Effects of excipient properties on pharmaceutical printlet fabrication via selective laser sintering 3D printing

In this study, the impact of excipients on the quality of printlets manufactured using selective laser sintering (SLS) 3D printing was investigated. Various thermoplastic polymers, commonly used as pharmaceutical additives, and mannitol of different particle property grades, were used as excipients. SLS can produce complex structures and customize drug release rates; therefore, it can be used for personalized medicine. The significance of selecting suitable excipients, focusing on their powder flowability and printability, and their influence on the printlet properties was evaluated. An optimal amount of yellow iron oxide, a necessary laser-absorbing agent for printlet formation, was determined. Results revealed that excipients with optimal flow and shape characteristics considerably enhanced the printlet quality.

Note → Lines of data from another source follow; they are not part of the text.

//! Sprint competition engine
//!
//! Runs build sprints on sourced leads: builders join, submit proof for each
//! milestone, scouts verify and review, and a winner is chosen either by
//! weighted scoring or by peer vote. Storage is pluggable through the traits
//! in [`store`].

pub mod admin;
pub mod brief;
pub mod clock;
pub mod engine;
pub mod lifecycle;
pub mod locks;
pub mod notifier;
pub mod scoring;
pub mod stall;
pub mod store;
pub mod view;
pub mod voting;

pub use clock::{Clock, ManualClock, SystemClock};
pub use engine::{AuditContext, SprintEngine};
pub use notifier::{LeadSummary, LogNotifier, Notifier, WebhookNotifier};
pub use scoring::{FinalistScore, WinnerResult};
pub use stall::{find_stalled, NudgeReport, StalledBuilder};
pub use store::{MemoryStore, RedisStore, Store};
pub use view::{BuilderDetail, LeadView, SprintPhase};
pub use voting::{BuildTally, VotingOutcome, VotingState};

/// Lead status labels
pub const STATUS_QUALIFIED: &str = "qualified";
pub const STATUS_SPRINT_ACTIVE: &str = "sprint_active";
pub const STATUS_AWARDED: &str = "awarded";
pub const STATUS_TERMINATED: &str = "terminated";

use serde::Serialize;
use thiserror::Error;

/// Errors surfaced by sprint and voting operations.
///
/// Every variant except the internal ones is recoverable and carries a
/// human-readable message for the caller.
#[derive(Error, Debug)]
pub enum Error {
    #[error("Not found: {0}")]
    NotFound(String),

    #[error("Validation failed: {0}")]
    Validation(String),

    #[error("Capacity exceeded: {0}")]
    CapacityExceeded(String),

    #[error("Conflicting state: {0}")]
    ConflictingState(String),

    #[error("Precondition failed: {0}")]
    PreconditionFailed(String),

    #[error("JSON serialization error: {0}")]
    JsonSerialization(#[from] serde_json::Error),

    #[error(transparent)]
    Internal(#[from] anyhow::Error),
}

/// Stable, wire-friendly label for an [`Error`].
#[derive(Debug, Clone, Copy, PartialEq, Eq, Serialize)]
#[serde(rename_all = "snake_case")]
pub enum ErrorKind {
    NotFound,
    Validation,
    CapacityExceeded,
    ConflictingState,
    PreconditionFailed,
    Internal,
}

impl ErrorKind {
    pub fn as_str(&self) -> &'static str {
        match self {
            ErrorKind::NotFound => "not_found",
            ErrorKind::Validation => "validation",
            ErrorKind::CapacityExceeded => "capacity_exceeded",
            ErrorKind::ConflictingState => "conflicting_state",
            ErrorKind::PreconditionFailed => "precondition_failed",
            ErrorKind::Internal => "internal",
        }
    }
}

impl Error {
    pub fn kind(&self) -> ErrorKind {
        match self {
            Error::NotFound(_) => ErrorKind::NotFound,
            Error::Validation(_) => ErrorKind::Validation,
            Error::CapacityExceeded(_) => ErrorKind::CapacityExceeded,
            Error::ConflictingState(_) => ErrorKind::ConflictingState,
            Error::PreconditionFailed(_) => ErrorKind::PreconditionFailed,
            Error::JsonSerialization(_) | Error::Internal(_) => ErrorKind::Internal,
        }
    }

    pub fn not_found(what: impl Into<String>) -> Self {
        Error::NotFound(what.into())
    }

    pub fn validation(msg: impl Into<String>) -> Self {
        Error::Validation(msg.into())
    }

    pub fn conflict(msg: impl Into<String>) -> Self {
        Error::ConflictingState(msg.into())
    }

    pub fn precondition(msg: impl Into<String>) -> Self {
        Error::PreconditionFailed(msg.into())
    }
}

pub type Result<T> = std::result::Result<T, Error>;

The relation between the powder properties of excipients (internal friction angle, shear adhesion force, and flow function coefficient) and the SLS printing outcomes was evaluated using the powder shear cell test. The powder properties considerably affected the application of the powder layer using a spreader from the powder reservoir to the building platform. Moreover, the electron laser density impacted the printlet hardness. The as-fabricated printlets exhibited higher porosity and faster dissolution rates than traditional tablets, suggesting the potential advantages of using SLS in drug manufacturing.